The 2020 Budget, at $63,6 billion, was underpinned by anticipated revenues of $58,6 billion and a financing gap of $5 billion (which is approximately 1,5 percent of gross domestic product. The 2020 National Budget was premised on “fiscal consolidation,” with ministries’ first expenditure showing a high level of compliance.

“Ministries have on average utilised 46 percent of their votes as at June 2020. This also implies that 54 percent of the original 2020 Budget remains unutilised.

“This enables us to operate to the end of the year as we reallocate to cover the critical needs, especially those related to Covid-19 and social protection. This position enables us to avoid tabling a Supplementary Budget, given our current levels of spending,” said the Treasury boss.

“Treasury will be dealing with arising expenditure pressures as we consolidate our fiscal position during the remainder of the year, taking account of revenue performance against inescapable reprioritised expenditures.”

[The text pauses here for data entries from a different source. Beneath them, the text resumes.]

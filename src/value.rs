//! Row model and scalar coercions.
//!
//! Rows arrive from the upstream table with no declared schema, so every
//! cell is a [`Value`] (null, boolean, number, or text) and a [`Row`] is an
//! ordered mapping from case-preserving column name to value. The engine
//! never trusts the shape of a row: lookups on unknown columns return
//! `None`, and the coercion helpers here define the fallback for every
//! malformed or missing cell.

use std::fmt;

use chrono::{DateTime, NaiveDate, NaiveDateTime, Utc};
use serde::{
    Deserialize, Deserializer, Serialize, Serializer,
    de::{MapAccess, Visitor},
    ser::SerializeMap,
};

#[derive(Debug, Clone, PartialEq, Serialize, Deserialize)]
#[serde(untagged)]
pub enum Value {
    Null,
    Bool(bool),
    Number(f64),
    Text(String),
}

impl Value {
    pub fn text(value: impl Into<String>) -> Self {
        Value::Text(value.into())
    }

    pub fn is_null(&self) -> bool {
        matches!(self, Value::Null)
    }

    /// Numeric reading of the cell, `None` when the cell holds no number.
    ///
    /// Blank text and null read as zero; text that does not parse, and
    /// non-finite results, read as `None`.
    pub fn to_number(&self) -> Option<f64> {
        let number = match self {
            Value::Null => 0.0,
            Value::Bool(b) => f64::from(u8::from(*b)),
            Value::Number(n) => *n,
            Value::Text(s) => {
                let trimmed = s.trim();
                if trimmed.is_empty() {
                    0.0
                } else {
                    trimmed.parse::<f64>().ok()?
                }
            }
        };
        number.is_finite().then_some(number)
    }

    pub fn as_display(&self) -> String {
        match self {
            Value::Null => String::new(),
            Value::Bool(b) => b.to_string(),
            Value::Number(n) => format_number(*n),
            Value::Text(s) => s.clone(),
        }
    }

    /// Calendar date carried by the cell, if any.
    ///
    /// Numbers are epoch milliseconds; text accepts RFC 3339 plus the
    /// common date and datetime layouts found in exported tables.
    pub fn to_date(&self) -> Option<NaiveDate> {
        match self {
            Value::Number(n) if n.is_finite() => {
                DateTime::<Utc>::from_timestamp_millis(*n as i64).map(|dt| dt.date_naive())
            }
            Value::Text(s) => parse_date_text(s.trim()),
            _ => None,
        }
    }

    pub fn from_json(value: &serde_json::Value) -> Self {
        match value {
            serde_json::Value::Null => Value::Null,
            serde_json::Value::Bool(b) => Value::Bool(*b),
            serde_json::Value::Number(n) => n.as_f64().map_or(Value::Null, Value::Number),
            serde_json::Value::String(s) => Value::Text(s.clone()),
            other => Value::Text(other.to_string()),
        }
    }
}

impl fmt::Display for Value {
    fn fmt(&self, f: &mut fmt::Formatter<'_>) -> fmt::Result {
        write!(f, "{}", self.as_display())
    }
}

impl From<f64> for Value {
    fn from(value: f64) -> Self {
        Value::Number(value)
    }
}

impl From<i64> for Value {
    fn from(value: i64) -> Self {
        Value::Number(value as f64)
    }
}

impl From<&str> for Value {
    fn from(value: &str) -> Self {
        Value::Text(value.to_string())
    }
}

impl From<String> for Value {
    fn from(value: String) -> Self {
        Value::Text(value)
    }
}

impl From<bool> for Value {
    fn from(value: bool) -> Self {
        Value::Bool(value)
    }
}

/// Financial reading of an optional cell. Anything that is not a finite
/// number contributes zero so one malformed row cannot poison a sum.
pub fn coerce_number(value: Option<&Value>) -> f64 {
    value.and_then(Value::to_number).unwrap_or(0.0)
}

pub fn coerce_text(value: Option<&Value>) -> String {
    value.map(Value::as_display).unwrap_or_default()
}

pub fn coerce_date(value: Option<&Value>) -> Option<NaiveDate> {
    value.and_then(Value::to_date)
}

fn parse_date_text(value: &str) -> Option<NaiveDate> {
    const DATETIME_FORMATS: &[&str] = &[
        "%Y-%m-%d %H:%M:%S%.f",
        "%Y-%m-%dT%H:%M:%S%.f",
        "%Y-%m-%d %H:%M",
        "%Y-%m-%dT%H:%M",
        "%d/%m/%Y %H:%M:%S",
        "%m/%d/%Y %H:%M:%S",
    ];
    const OFFSET_FORMATS: &[&str] = &["%Y-%m-%d %H:%M:%S%.f%#z", "%Y-%m-%dT%H:%M:%S%.f%#z"];
    const DATE_FORMATS: &[&str] = &["%Y-%m-%d", "%Y/%m/%d", "%m/%d/%Y", "%d/%m/%Y", "%d-%m-%Y"];

    if value.is_empty() {
        return None;
    }
    if let Ok(parsed) = DateTime::parse_from_rfc3339(value) {
        return Some(parsed.date_naive());
    }
    for fmt in OFFSET_FORMATS {
        if let Ok(parsed) = DateTime::parse_from_str(value, fmt) {
            return Some(parsed.date_naive());
        }
    }
    for fmt in DATETIME_FORMATS {
        if let Ok(parsed) = NaiveDateTime::parse_from_str(value, fmt) {
            return Some(parsed.date());
        }
    }
    DATE_FORMATS
        .iter()
        .find_map(|fmt| NaiveDate::parse_from_str(value, fmt).ok())
}

pub(crate) fn format_number(value: f64) -> String {
    if value.is_finite() && value.fract() == 0.0 && value.abs() < 1e15 {
        (value as i64).to_string()
    } else {
        value.to_string()
    }
}

/// One record from the upstream table.
///
/// Column order is the order the source delivered them in; role inference
/// depends on it when several columns match the same candidate.
#[derive(Debug, Clone, Default, PartialEq)]
pub struct Row {
    cells: Vec<(String, Value)>,
}

impl Row {
    pub fn new() -> Self {
        Self::default()
    }

    pub fn with(mut self, column: impl Into<String>, value: impl Into<Value>) -> Self {
        self.insert(column, value);
        self
    }

    /// Sets `column`, replacing an existing cell in place.
    pub fn insert(&mut self, column: impl Into<String>, value: impl Into<Value>) {
        let column = column.into();
        let value = value.into();
        match self.cells.iter_mut().find(|(name, _)| *name == column) {
            Some((_, existing)) => *existing = value,
            None => self.cells.push((column, value)),
        }
    }

    pub fn get(&self, column: &str) -> Option<&Value> {
        self.cells
            .iter()
            .find(|(name, _)| name == column)
            .map(|(_, value)| value)
    }

    pub fn columns(&self) -> impl Iterator<Item = &str> {
        self.cells.iter().map(|(name, _)| name.as_str())
    }

    pub fn iter(&self) -> impl Iterator<Item = (&str, &Value)> {
        self.cells.iter().map(|(name, value)| (name.as_str(), value))
    }

    pub fn len(&self) -> usize {
        self.cells.len()
    }

    pub fn is_empty(&self) -> bool {
        self.cells.is_empty()
    }
}

impl<K: Into<String>> FromIterator<(K, Value)> for Row {
    fn from_iter<I: IntoIterator<Item = (K, Value)>>(iter: I) -> Self {
        let mut row = Row::new();
        for (column, value) in iter {
            row.insert(column, value);
        }
        row
    }
}

impl Serialize for Row {
    fn serialize<S: Serializer>(&self, serializer: S) -> Result<S::Ok, S::Error> {
        let mut map = serializer.serialize_map(Some(self.cells.len()))?;
        for (column, value) in &self.cells {
            map.serialize_entry(column, value)?;
        }
        map.end()
    }
}

impl<'de> Deserialize<'de> for Row {
    fn deserialize<D: Deserializer<'de>>(deserializer: D) -> Result<Self, D::Error> {
        struct RowVisitor;

        impl<'de> Visitor<'de> for RowVisitor {
            type Value = Row;

            fn expecting(&self, f: &mut fmt::Formatter<'_>) -> fmt::Result {
                f.write_str("a map of column names to scalar values")
            }

            fn visit_map<A: MapAccess<'de>>(self, mut access: A) -> Result<Row, A::Error> {
                let mut row = Row::new();
                while let Some((column, value)) =
                    access.next_entry::<String, serde_json::Value>()?
                {
                    row.insert(column, Value::from_json(&value));
                }
                Ok(row)
            }
        }

        deserializer.deserialize_map(RowVisitor)
    }
}

#[cfg(test)]
mod tests {
    use super::*;

    #[test]
    fn to_number_treats_blank_and_null_as_zero() {
        assert_eq!(Value::Null.to_number(), Some(0.0));
        assert_eq!(Value::text("  ").to_number(), Some(0.0));
        assert_eq!(Value::text(" 12.5 ").to_number(), Some(12.5));
        assert_eq!(Value::Bool(true).to_number(), Some(1.0));
    }

    #[test]
    fn to_number_rejects_garbage_and_non_finite() {
        assert_eq!(Value::text("abc").to_number(), None);
        assert_eq!(Value::text("1,000").to_number(), None);
        assert_eq!(Value::text("inf").to_number(), None);
        assert_eq!(Value::Number(f64::NAN).to_number(), None);
        assert_eq!(coerce_number(Some(&Value::text("abc"))), 0.0);
        assert_eq!(coerce_number(None), 0.0);
    }

    #[test]
    fn as_display_drops_integral_fraction() {
        assert_eq!(Value::Number(5.0).as_display(), "5");
        assert_eq!(Value::Number(1.5).as_display(), "1.5");
        assert_eq!(Value::Null.as_display(), "");
    }

    #[test]
    fn to_date_accepts_common_layouts() {
        let expected = NaiveDate::from_ymd_opt(2024, 1, 5).unwrap();
        for raw in [
            "2024-01-05",
            "2024-01-05T10:11:12Z",
            "2024-01-05T10:11:12.123+02:00",
            "2024-01-05 10:11:12.5",
            "2024-01-05 10:11:12+00",
            "2024/01/05",
        ] {
            assert_eq!(Value::text(raw).to_date(), Some(expected), "{raw}");
        }
        assert_eq!(Value::Number(1_704_412_800_000.0).to_date(), Some(expected));
        assert_eq!(Value::text("soon").to_date(), None);
        assert_eq!(Value::Bool(true).to_date(), None);
    }

    #[test]
    fn row_preserves_insertion_order_and_replaces_in_place() {
        let mut row = Row::new().with("b", 1.0).with("A", "x");
        row.insert("b", 2.0);
        assert_eq!(row.columns().collect::<Vec<_>>(), vec!["b", "A"]);
        assert_eq!(row.get("b"), Some(&Value::Number(2.0)));
        assert_eq!(row.get("a"), None);
    }

    #[test]
    fn row_deserialize_stringifies_nested_values() {
        let row: Row = serde_json::from_str(r#"{"tags":["a","b"],"n":2}"#).unwrap();
        assert_eq!(row.get("tags"), Some(&Value::text(r#"["a","b"]"#)));
        assert_eq!(row.get("n"), Some(&Value::Number(2.0)));
    }

    #[test]
    fn row_json_round_trip_keeps_column_order() {
        let raw = r#"{"zeta":1.5,"alpha":"x","mid":null,"flag":true}"#;
        let row: Row = serde_json::from_str(raw).unwrap();
        assert_eq!(
            row.columns().collect::<Vec<_>>(),
            vec!["zeta", "alpha", "mid", "flag"]
        );
        assert_eq!(serde_json::to_string(&row).unwrap(), raw);
    }
}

Zimbabwe, like most economies, is grappling with the Covid-19 pandemic, and expectations were that the Treasury boss would announce supplementary expenditure in the long term fight against the health pandemic.

But Government will operate according to the framework set in the 2020 National Budget, even with respect to the Covid-19 response; which means the $18 billion Stimulus Package will remain as the linchpin funding mechanism for the response.

Earlier this year, Government unveiled a $18,2 billion Stimulus Package —amounting to 28,6 per cent of the 2020 Budget. The impact of the Covid-19 pandemic will be felt as the economy is expected to contract by -4,5 per cent this year. But Professor Ncube said longer-term projections will be more positive.

“A combination of Government intervention and external development support in mitigation of the Covid-19 pandemic is expected to alleviate deeper contraction of the economy to a projected -4,5 per cent in 2020, against the initial budget projection of 3 per cent growth,” he said.

“In the absence of the above stimulus package and assuming prolonged and severe impact of the crisis, the economy would contract severely. Beyond 2020, and in line with the upcoming National Development Strategy framework, the economy is, however, anticipated to recover to record gross domestic product (GDP) growth of about 7,4 percent in 2021 before moderating to around 5 per cent thereafter.”

The minister also noted that foreign currency was now becoming more available, despite the economic pressures, and this had allowed the introduction of the auction system to allow markets to set exchange rates. In the first five months, inflows brought in US$2,35 billion while importers spend only US$1,55 billion. The minister predicted this to continue with a positive current account balance of US$1,2 billion by year-end.